After introducing Epson IMU sensors last week, we would like to take a closer look at Epson gyro sensors now.


In applications where high stability, low sensitivity to disturbances and at the same time good signal to noise ratio are required, Epson’s gyroscope sensors show their strengths. Whether it is the stabilization of movement trajectories in the control of robotic applications in the industrial and home sectors or other applications that have the need for only one single axis.

If sensor fusion algorithms are already available, multi-axis systems can be supplied with excellent measurement signals e.g. by the XV70xx sensor family.


As an example we would like to introduce the XV7021BB. This gyro sensor offers a digital output that supports 16 bit and 24 bit resolution for reading the rotation rate. At room temperature the bias tolerance is only +/-1°/s and has a temperature coefficient of only 0.0016 (°/s)/°C. The sensor has a very low inherent noise of 0.0015 (°s)/√Hz and an angular random walk of only 0.065°/√Hz, both are important parameters for the realization of long-term stable measurement values, for example for the exact determination of motion trajectories. These properties make the sensor ideal for e.g. autonomous lawn mowers, so that even with larger motion patterns the position error remains small. A first impression is given by the Allan Deviation plot shown on the left.

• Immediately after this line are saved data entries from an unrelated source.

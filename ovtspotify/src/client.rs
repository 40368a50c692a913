//! HTTP client for the Spotify Web API
//!
//! This module provides the two upstream calls the resolution core needs:
//! the currently-playing fetch (bearer authorization) and the refresh-token
//! exchange (basic-authenticated client credentials, form body).
//!
//! # Example
//!
//! ```no_run
//! use ovtspotify::{SpotifyApi, SpotifyClient};
//!
//! #[tokio::main]
//! async fn main() -> Result<(), Box<dyn std::error::Error>> {
//!     let client = SpotifyClient::new("client-id", "client-secret")?;
//!
//!     let status = client.currently_playing("access-token").await?;
//!     println!("{:?}", status);
//!
//!     Ok(())
//! }
//! ```

use crate::error::Result;
use crate::models::{self, PlayingStatus, RefreshedTokens};
use async_trait::async_trait;
use base64::engine::general_purpose::STANDARD as BASE64;
use base64::Engine;
use chrono::Utc;
use reqwest::Client;
use std::time::Duration;
use tracing::{debug, warn};

/// Default Web API base URL
pub const DEFAULT_API_BASE_URL: &str = "https://api.spotify.com";

/// Default accounts-service base URL (token endpoint)
pub const DEFAULT_ACCOUNTS_BASE_URL: &str = "https://accounts.spotify.com";

/// Default timeout for HTTP requests (30 seconds)
pub const DEFAULT_REQUEST_TIMEOUT_SECS: u64 = 30;

/// Default User-Agent
pub const DEFAULT_USER_AGENT: &str = "OVTForm/0.1.0 (ovtspotify)";

/// Currently-playing endpoint path
const CURRENTLY_PLAYING_PATH: &str = "/v1/me/player/currently-playing";

/// Token endpoint path
const TOKEN_PATH: &str = "/api/token";

/// The upstream seam the now-playing provider talks through
///
/// [`SpotifyClient`] is the production implementation; tests substitute
/// scripted fakes to drive the refresh protocol without a network.
#[async_trait]
pub trait SpotifyApi: Send + Sync {
    /// Fetch the currently playing track under the given access token
    async fn currently_playing(&self, access_token: &str) -> Result<PlayingStatus>;

    /// Exchange a refresh token for a new credential pair
    async fn refresh_tokens(&self, refresh_token: &str) -> Result<RefreshedTokens>;
}

/// Spotify HTTP client
///
/// The client is stateless and does not cache responses internally; caching
/// is handled by the now-playing provider on top of it.
#[derive(Debug, Clone)]
pub struct SpotifyClient {
    client: Client,
    api_base_url: String,
    accounts_base_url: String,
    /// Base64-encoded `client_id:client_secret` for the token endpoint
    client_basic: String,
    timeout: Duration,
}

impl SpotifyClient {
    /// Create a client with default settings for the given application
    /// credentials
    pub fn new(client_id: &str, client_secret: &str) -> Result<Self> {
        Self::builder(client_id, client_secret).build()
    }

    /// Create a builder for configuring the client
    pub fn builder(client_id: &str, client_secret: &str) -> ClientBuilder {
        ClientBuilder::new(client_id, client_secret)
    }

    /// Get the Web API base URL
    pub fn api_base_url(&self) -> &str {
        &self.api_base_url
    }

    /// Get the accounts-service base URL
    pub fn accounts_base_url(&self) -> &str {
        &self.accounts_base_url
    }
}

#[async_trait]
impl SpotifyApi for SpotifyClient {
    async fn currently_playing(&self, access_token: &str) -> Result<PlayingStatus> {
        let url = format!("{}{}", self.api_base_url, CURRENTLY_PLAYING_PATH);
        debug!("GET {}", url);

        let response = self
            .client
            .get(&url)
            .bearer_auth(access_token)
            .timeout(self.timeout)
            .send()
            .await?;

        let status = response.status().as_u16();
        let body = response.text().await?;
        debug!("currently-playing answered {}", status);

        Ok(models::parse_currently_playing(status, &body))
    }

    async fn refresh_tokens(&self, refresh_token: &str) -> Result<RefreshedTokens> {
        let url = format!("{}{}", self.accounts_base_url, TOKEN_PATH);
        debug!("POST {}", url);

        let response = self
            .client
            .post(&url)
            .header("Authorization", format!("Basic {}", self.client_basic))
            .form(&[
                ("grant_type", "refresh_token"),
                ("refresh_token", refresh_token),
            ])
            .timeout(self.timeout)
            .send()
            .await?;

        let status = response.status();
        let body = response.text().await?;

        if !status.is_success() {
            warn!("token endpoint answered {}: {}", status, body);
            return Err(crate::error::Error::TokenEndpoint(status.as_u16()));
        }

        models::parse_refreshed_tokens(&body, Utc::now())
    }
}

/// Builder for [`SpotifyClient`]
#[derive(Debug, Clone)]
pub struct ClientBuilder {
    api_base_url: String,
    accounts_base_url: String,
    client_basic: String,
    timeout: Duration,
}

impl ClientBuilder {
    /// Create a builder with default endpoints
    pub fn new(client_id: &str, client_secret: &str) -> Self {
        Self {
            api_base_url: DEFAULT_API_BASE_URL.to_string(),
            accounts_base_url: DEFAULT_ACCOUNTS_BASE_URL.to_string(),
            client_basic: BASE64.encode(format!("{client_id}:{client_secret}")),
            timeout: Duration::from_secs(DEFAULT_REQUEST_TIMEOUT_SECS),
        }
    }

    /// Override the Web API base URL
    pub fn api_base_url(mut self, url: impl Into<String>) -> Self {
        self.api_base_url = url.into();
        self
    }

    /// Override the accounts-service base URL
    pub fn accounts_base_url(mut self, url: impl Into<String>) -> Self {
        self.accounts_base_url = url.into();
        self
    }

    /// Override the request timeout
    pub fn timeout(mut self, timeout: Duration) -> Self {
        self.timeout = timeout;
        self
    }

    /// Build the client
    pub fn build(self) -> Result<SpotifyClient> {
        let client = Client::builder()
            .timeout(self.timeout)
            .user_agent(DEFAULT_USER_AGENT)
            .build()?;

        Ok(SpotifyClient {
            client,
            api_base_url: self.api_base_url,
            accounts_base_url: self.accounts_base_url,
            client_basic: self.client_basic,
            timeout: self.timeout,
        })
    }
}
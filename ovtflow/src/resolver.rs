//! Public resolution service
//!
//! [`Resolver`] is the single entry point of the core:
//! `resolve(flow_id)` always returns text (possibly empty) and never raises.
//! It owns the cache instances, hands them to the now-playing provider at
//! construction, and wires the evaluator and compositor together.

use crate::compose::{ResponseCompositor, DEFAULT_RELEASE_GRACE};
use crate::evaluator::FlowEvaluator;
use ovtcache::TtlCache;
use ovtspotify::{NowPlayingProvider, SpotifyApi, DEFAULT_ACCOUNTS_TTL, DEFAULT_NOW_PLAYING_TTL};
use ovtstore::{LiveStatus, NowPlayingSource, Storage};
use ovttwitch::TwitchLiveStatus;
use std::sync::Arc;
use std::time::Duration;
use tracing::{debug, warn};

/// Resolves a flow into its display text
pub struct Resolver {
    store: Arc<dyn Storage>,
    evaluator: FlowEvaluator,
    compositor: ResponseCompositor,
}

impl Resolver {
    /// Create a resolver over the production providers
    ///
    /// Builds the TTL caches, the now-playing provider and the Twitch
    /// live-status provider with default settings. Use [`Resolver::builder`]
    /// to override the tuned TTL constants.
    pub fn new(store: Arc<dyn Storage>, api: Arc<dyn SpotifyApi>) -> Self {
        Self::builder(store, api).build()
    }

    /// Create a builder for configuring the resolver
    pub fn builder(store: Arc<dyn Storage>, api: Arc<dyn SpotifyApi>) -> ResolverBuilder {
        ResolverBuilder::new(store, api)
    }

    /// Create a resolver over explicit provider instances
    ///
    /// This is the seam tests use to substitute counting probes and scripted
    /// fakes for the live-status and now-playing providers.
    pub fn with_providers(
        store: Arc<dyn Storage>,
        live: Arc<dyn LiveStatus>,
        now_playing: Arc<dyn NowPlayingSource>,
    ) -> Self {
        Self {
            store: store.clone(),
            evaluator: FlowEvaluator::new(live),
            compositor: ResponseCompositor::new(store, now_playing),
        }
    }

    /// Override the post-render release grace
    pub fn with_release_grace(mut self, grace: Duration) -> Self {
        self.compositor = self.compositor.with_release_grace(grace);
        self
    }

    /// Resolve a flow into display text
    ///
    /// Always returns (possibly empty) text: a missing or disabled flow, an
    /// unmatched state list, a storage failure or any provider failure all
    /// degrade to a shorter or empty string.
    pub async fn resolve(&self, flow_id: i64) -> String {
        let flow = match self.store.get_flow(flow_id).await {
            Ok(Some(flow)) => flow,
            Ok(None) => {
                debug!("flow {} not found", flow_id);
                return String::new();
            }
            Err(e) => {
                warn!("flow lookup failed for {}: {}", flow_id, e);
                return String::new();
            }
        };
        if !flow.enabled {
            debug!("flow {} is disabled", flow_id);
            return String::new();
        }

        let mut states = match self.store.flow_states(flow.id).await {
            Ok(states) => states,
            Err(e) => {
                warn!("state lookup failed for flow {}: {}", flow_id, e);
                return String::new();
            }
        };
        states.sort_by_key(|state| state.index);

        let active = match self.evaluator.first_active_state(&states).await {
            Some(active) => active,
            None => {
                debug!("flow {} has no active state", flow_id);
                return String::new();
            }
        };

        self.compositor.compose(active.login_id, active.response_id).await
    }
}

/// Builder wiring the production provider stack
///
/// The cache instances are created here and passed into the provider
/// explicitly; nothing in the stack owns ambient global state.
pub struct ResolverBuilder {
    store: Arc<dyn Storage>,
    api: Arc<dyn SpotifyApi>,
    now_playing_ttl: Duration,
    accounts_ttl: Duration,
    release_grace: Duration,
}

impl ResolverBuilder {
    /// Create a builder with the default tuned TTL constants
    pub fn new(store: Arc<dyn Storage>, api: Arc<dyn SpotifyApi>) -> Self {
        Self {
            store,
            api,
            now_playing_ttl: DEFAULT_NOW_PLAYING_TTL,
            accounts_ttl: DEFAULT_ACCOUNTS_TTL,
            release_grace: DEFAULT_RELEASE_GRACE,
        }
    }

    /// Override the now-playing value TTL
    pub fn now_playing_ttl(mut self, ttl: Duration) -> Self {
        self.now_playing_ttl = ttl;
        self
    }

    /// Override the account-list TTL
    pub fn accounts_ttl(mut self, ttl: Duration) -> Self {
        self.accounts_ttl = ttl;
        self
    }

    /// Override the post-render release grace
    pub fn release_grace(mut self, grace: Duration) -> Self {
        self.release_grace = grace;
        self
    }

    /// Build the resolver and its provider stack
    pub fn build(self) -> Resolver {
        let now_playing_cache = Arc::new(TtlCache::new());
        let accounts_cache = Arc::new(TtlCache::new());

        let now_playing = Arc::new(
            NowPlayingProvider::new(
                self.api,
                self.store.clone(),
                now_playing_cache,
                accounts_cache,
            )
            .with_ttls(self.now_playing_ttl, self.accounts_ttl),
        );
        let live = Arc::new(TwitchLiveStatus::new(self.store.clone()));

        Resolver::with_providers(self.store, live, now_playing)
            .with_release_grace(self.release_grace)
    }
}
//! Live-status provider backed by the storage collaborator
//!
//! The live flag itself is maintained by webhook ingestion (see
//! [`crate::webhook`]); this provider only reads it back for condition
//! evaluation.

use async_trait::async_trait;
use ovtstore::{LiveStatus, Storage};
use std::sync::Arc;
use tracing::warn;

/// Reads the externally maintained "is live" fact for a linked account
pub struct TwitchLiveStatus {
    store: Arc<dyn Storage>,
}

impl TwitchLiveStatus {
    /// Create a provider reading through the given storage collaborator
    pub fn new(store: Arc<dyn Storage>) -> Self {
        Self { store }
    }
}

#[async_trait]
impl LiveStatus for TwitchLiveStatus {
    async fn is_live(&self, login_id: i64, account_id: i64) -> bool {
        let accounts = match self.store.twitch_accounts_by_login(login_id).await {
            Ok(accounts) => accounts,
            Err(e) => {
                warn!("twitch account lookup failed for login {}: {}", login_id, e);
                return false;
            }
        };

        accounts
            .iter()
            .find(|account| account.id == account_id)
            .map(|account| account.is_live)
            .unwrap_or(false)
    }
}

With a current consumption of only 900µA in active operation, these sensors are particularly well suited for use in battery-powered devices that require high precision.

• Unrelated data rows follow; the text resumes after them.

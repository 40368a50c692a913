//! Module de gestion du cache TTL générique
//!
//! Ce module fournit un cache en mémoire clé → valeur avec éviction différée.
//! Les valeurs sont mémoïsées à l'écriture et disparaissent après leur TTL;
//! une lecture ne prolonge jamais la vie d'une entrée.

use std::collections::HashMap;
use std::hash::Hash;
use std::sync::atomic::{AtomicU64, Ordering};
use std::sync::Arc;
use std::time::Duration;
use tokio::sync::RwLock;
use tracing::trace;

/// Entrée du cache: la valeur et la génération de l'écriture qui l'a posée
struct Entry<V> {
    value: V,
    generation: u64,
}

/// Cache TTL générique en mémoire
///
/// Chaque `store` planifie une éviction différée après le TTL fourni.
/// L'éviction est idempotente: la tâche capture la génération de l'écriture
/// et ne supprime l'entrée que si cette génération est toujours en place.
/// Une entrée réécrite entre-temps n'est donc jamais supprimée par une
/// éviction périmée, sans aucune annulation de timer.
///
/// Aucune garantie de single-flight: deux lecteurs qui constatent un miss
/// simultanément déclencheront chacun leur propre fetch amont. Ce coût borné
/// est accepté.
///
/// Note : Ce type est conçu pour être utilisé derrière un `Arc` et nécessite
/// un runtime tokio actif (les évictions sont des tâches `tokio::spawn`).
pub struct TtlCache<K, V> {
    /// Entrées vivantes (clé -> valeur + génération)
    entries: Arc<RwLock<HashMap<K, Entry<V>>>>,
    /// Compteur de générations, incrémenté à chaque écriture
    generation: AtomicU64,
}

impl<K, V> TtlCache<K, V>
where
    K: Eq + Hash + Clone + Send + Sync + std::fmt::Debug + 'static,
    V: Clone + Send + Sync + 'static,
{
    /// Crée un cache vide
    pub fn new() -> Self {
        Self {
            entries: Arc::new(RwLock::new(HashMap::new())),
            generation: AtomicU64::new(0),
        }
    }

    /// Écrit une valeur et planifie son éviction après `ttl`
    ///
    /// L'écriture est inconditionnelle: une valeur déjà présente est
    /// remplacée et sa génération avance, ce qui neutralise les évictions
    /// planifiées par les écritures précédentes.
    pub async fn store(&self, key: K, value: V, ttl: Duration) {
        let generation = self.generation.fetch_add(1, Ordering::Relaxed) + 1;
        {
            let mut entries = self.entries.write().await;
            entries.insert(key.clone(), Entry { value, generation });
        }
        self.schedule_eviction(key, generation, ttl);
    }

    /// Lit la valeur courante, sans effet sur son TTL
    ///
    /// Lecture non bloquante au sens du cache: aucun fetch, aucun
    /// rafraîchissement, aucune éviction déclenchée.
    pub async fn get(&self, key: &K) -> Option<V> {
        let entries = self.entries.read().await;
        entries.get(key).map(|entry| entry.value.clone())
    }

    /// Planifie une éviction supplémentaire après `ttl`, sans toucher à la valeur
    ///
    /// Sert à borner la vie restante d'une entrée après une rafale de
    /// lectures. Si la clé est absente, il n'y a rien à évincer et l'appel
    /// est un no-op. Une réécriture postérieure à l'appel est protégée par
    /// sa nouvelle génération.
    pub async fn release(&self, key: &K, ttl: Duration) {
        let generation = {
            let entries = self.entries.read().await;
            match entries.get(key) {
                Some(entry) => entry.generation,
                None => return,
            }
        };
        self.schedule_eviction(key.clone(), generation, ttl);
    }

    /// Nombre d'entrées vivantes
    pub async fn len(&self) -> usize {
        self.entries.read().await.len()
    }

    /// Vrai si le cache est vide
    pub async fn is_empty(&self) -> bool {
        self.entries.read().await.is_empty()
    }

    /// Lance la tâche d'éviction différée pour (clé, génération)
    fn schedule_eviction(&self, key: K, generation: u64, ttl: Duration) {
        let entries = Arc::clone(&self.entries);
        tokio::spawn(async move {
            tokio::time::sleep(ttl).await;
            let mut entries = entries.write().await;
            match entries.get(&key) {
                Some(entry) if entry.generation == generation => {
                    trace!("evicting cache entry {:?} (generation {})", key, generation);
                    entries.remove(&key);
                }
                // Entrée réécrite ou déjà supprimée: éviction périmée, no-op
                _ => trace!("stale eviction for {:?} ignored", key),
            }
        });
    }
}

impl<K, V> Default for TtlCache<K, V>
where
    K: Eq + Hash + Clone + Send + Sync + std::fmt::Debug + 'static,
    V: Clone + Send + Sync + 'static,
{
    fn default() -> Self {
        Self::new()
    }
}
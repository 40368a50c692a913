//! Cache TTL générique en mémoire pour OVTForm
//!
//! Ce crate fournit un cache clé → valeur dont les entrées expirent d'elles-mêmes
//! un délai fixe après leur écriture, indépendamment des lectures:
//! - Écriture avec éviction différée (`store`)
//! - Lecture non bloquante, sans rafraîchissement (`get`)
//! - Éviction supplémentaire planifiée sans toucher à la valeur (`release`)
//!
//! # Architecture
//!
//! L'éviction est une tâche différée idempotente (`tokio::spawn` + `sleep`):
//! aucune comptabilité d'annulation de timers n'existe. Chaque écriture porte
//! un numéro de génération; une éviction qui se déclenche sur une entrée déjà
//! supprimée ou réécrite depuis est un no-op inoffensif.

pub mod cache;

pub use cache::TtlCache;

Gyro sensors can detect changes in rotation angle per unit of time. This makes it possible to detect values such as the direction of rotation, rotation angle, and vibration. Gyro sensors are used in smartphones, digital cameras, game consoles, car navigation systems, robots, industrial equipment, and wherever else features such as vibration detection, camera shake correction and attitude control are needed.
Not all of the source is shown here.